Requirement:
Would you copy each line of the records that includes the word "docs"?

Exercise data:
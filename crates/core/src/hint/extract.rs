//! Scanning file content for a path hint.

use serde::{Deserialize, Serialize};
use std::path::Path;
use tokio::fs::File;
use tokio::io::{AsyncBufReadExt, BufReader};

use super::error::HintError;
use super::syntax::CommentSyntax;

/// Number of leading lines inspected for a hint.
pub const SCAN_LINES: usize = 3;

/// A validated path hint and where it was found.
#[derive(Debug, Clone, PartialEq, Eq, Serialize, Deserialize)]
pub struct PathHint {
    /// The hinted relative path, as written in the comment.
    pub path: String,
    /// Comment syntax that carried the hint.
    pub syntax: CommentSyntax,
    /// 1-based line number of the hint.
    pub line: usize,
}

/// Finds the first valid hint in the first [`SCAN_LINES`] lines of `content`.
///
/// Lines are visited in order and, within a line, syntaxes in
/// [`CommentSyntax::ALL`] order. A candidate that fails validation does not
/// end the search.
pub fn find_hint(content: &str) -> Option<PathHint> {
    content
        .split('\n')
        .take(SCAN_LINES)
        .enumerate()
        .find_map(|(idx, line)| {
            CommentSyntax::ALL.iter().find_map(|&syntax| {
                syntax.match_path(line).map(|path| PathHint {
                    path: path.to_string(),
                    syntax,
                    line: idx + 1,
                })
            })
        })
}

/// Returns the hinted relative path from `content`, if any.
pub fn extract_path(content: &str) -> Option<String> {
    find_hint(content).map(|hint| hint.path)
}

/// Reads the first [`SCAN_LINES`] lines of the file at `path` and looks
/// for a hint.
///
/// Lines are read whole, however long they are; the rest of the file is
/// never touched. Content is decoded as lossy UTF-8.
pub async fn scan_file(path: &Path) -> Result<Option<PathHint>, HintError> {
    let file = File::open(path)
        .await
        .map_err(|e| HintError::read(path, e))?;
    let mut reader = BufReader::new(file);

    let mut head = Vec::new();
    for _ in 0..SCAN_LINES {
        let read = reader
            .read_until(b'\n', &mut head)
            .await
            .map_err(|e| HintError::read(path, e))?;
        if read == 0 {
            break;
        }
    }

    let content = String::from_utf8_lossy(&head);
    let hint = find_hint(&content);
    if let Some(ref h) = hint {
        tracing::debug!(
            "Found hint {} ({}) on line {} of {}",
            h.path,
            h.syntax,
            h.line,
            path.display()
        );
    }
    Ok(hint)
}

#[cfg(test)]
mod tests {
    use super::*;
    use tempfile::TempDir;

    #[test]
    fn test_line_comment_on_first_line() {
        let content = "// frontend/src/components/Navbar.vue\n<template></template>\n";
        assert_eq!(
            extract_path(content),
            Some("frontend/src/components/Navbar.vue".to_string())
        );
    }

    #[test]
    fn test_hash_comment_on_first_line() {
        let content = "# scripts/deploy.sh\nset -e\n";
        assert_eq!(extract_path(content), Some("scripts/deploy.sh".to_string()));
    }

    #[test]
    fn test_no_delimiters_returns_none() {
        let content = "plain text\nmore text\nstill nothing\n";
        assert_eq!(extract_path(content), None);
        assert_eq!(extract_path(""), None);
    }

    #[test]
    fn test_hint_on_fourth_line_is_ignored() {
        let content = "line one\nline two\nline three\n// docs/api/readme.md\n";
        assert_eq!(extract_path(content), None);
    }

    #[test]
    fn test_hint_on_third_line_is_found() {
        let content = "#!/bin/sh\nset -e\n# docker/scripts/entrypoint.sh\n";
        let hint = find_hint(content).unwrap();
        assert_eq!(hint.path, "docker/scripts/entrypoint.sh");
        assert_eq!(hint.syntax, CommentSyntax::HashComment);
        assert_eq!(hint.line, 3);
    }

    #[test]
    fn test_invalid_candidate_does_not_stop_search() {
        // Line 1 has a comment without a separator, line 2 carries the hint.
        let content = "// Navbar component\n<!-- frontend/src/components/Navbar.vue -->\n";
        let hint = find_hint(content).unwrap();
        assert_eq!(hint.path, "frontend/src/components/Navbar.vue");
        assert_eq!(hint.syntax, CommentSyntax::MarkupComment);
        assert_eq!(hint.line, 2);
    }

    #[test]
    fn test_later_syntax_on_same_line() {
        // The '//' capture is rejected, the block comment on the same line wins.
        let content = "// x /* frontend/src/assets/main.css */\n";
        let hint = find_hint(content).unwrap();
        assert_eq!(hint.path, "frontend/src/assets/main.css");
        assert_eq!(hint.syntax, CommentSyntax::BlockComment);
        assert_eq!(hint.line, 1);
    }

    #[test]
    fn test_syntax_order_within_line() {
        // Both '//' and '#' match; line comments are tried first.
        let content = "// backend/src/main.ts # docs/other.md\n";
        let hint = find_hint(content).unwrap();
        assert_eq!(hint.path, "backend/src/main.ts");
        assert_eq!(hint.syntax, CommentSyntax::LineComment);
    }

    #[test]
    fn test_crlf_line_endings() {
        let content = "// backend/src/app.module.ts\r\nimport x from 'y';\r\n";
        assert_eq!(
            extract_path(content),
            Some("backend/src/app.module.ts".to_string())
        );
    }

    #[test]
    fn test_leading_separator_is_kept() {
        assert_eq!(
            extract_path("// /frontend/x.vue\n"),
            Some("/frontend/x.vue".to_string())
        );
    }

    #[tokio::test]
    async fn test_scan_file() {
        let temp = TempDir::new().unwrap();
        let path = temp.path().join("Navbar.vue");
        tokio::fs::write(&path, "<!-- frontend/src/components/layout/Navbar.vue -->\n<template/>")
            .await
            .unwrap();

        let hint = scan_file(&path).await.unwrap().unwrap();
        assert_eq!(hint.path, "frontend/src/components/layout/Navbar.vue");
        assert_eq!(hint.syntax, CommentSyntax::MarkupComment);
    }

    #[tokio::test]
    async fn test_scan_file_without_hint() {
        let temp = TempDir::new().unwrap();
        let path = temp.path().join("notes.txt");
        tokio::fs::write(&path, "nothing to see here\n").await.unwrap();

        assert!(scan_file(&path).await.unwrap().is_none());
    }

    #[tokio::test]
    async fn test_scan_file_binary_content() {
        let temp = TempDir::new().unwrap();
        let path = temp.path().join("logo.png");
        tokio::fs::write(&path, [0x89, b'P', b'N', b'G', 0xff, 0xfe, b'\n', 0x00])
            .await
            .unwrap();

        assert!(scan_file(&path).await.unwrap().is_none());
    }

    #[tokio::test]
    async fn test_scan_file_single_huge_line() {
        let temp = TempDir::new().unwrap();
        let path = temp.path().join("app.min.css");
        let mut content = String::from("/* frontend/src/assets/app.min.css */ ");
        content.push_str(&"body{margin:0}".repeat(6 * 1024));
        tokio::fs::write(&path, content).await.unwrap();

        let hint = scan_file(&path).await.unwrap().unwrap();
        assert_eq!(hint.path, "frontend/src/assets/app.min.css");
        assert_eq!(hint.syntax, CommentSyntax::BlockComment);
    }

    #[tokio::test]
    async fn test_scan_file_stops_after_third_line() {
        let temp = TempDir::new().unwrap();
        let path = temp.path().join("late.ts");
        let mut content = "a\nb\nc\n// backend/src/late.ts\n".to_string();
        content.push_str(&"x".repeat(100 * 1024));
        tokio::fs::write(&path, content).await.unwrap();

        assert!(scan_file(&path).await.unwrap().is_none());
    }

    #[tokio::test]
    async fn test_scan_missing_file_is_error() {
        let temp = TempDir::new().unwrap();
        let result = scan_file(&temp.path().join("missing.txt")).await;
        assert!(matches!(result, Err(HintError::Read { .. })));
    }
}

Result of this exercise:
        let content = "line one\nline two\nline three\n// docs/api/readme.md\n";
        let content = "// backend/src/main.ts # docs/other.md\n";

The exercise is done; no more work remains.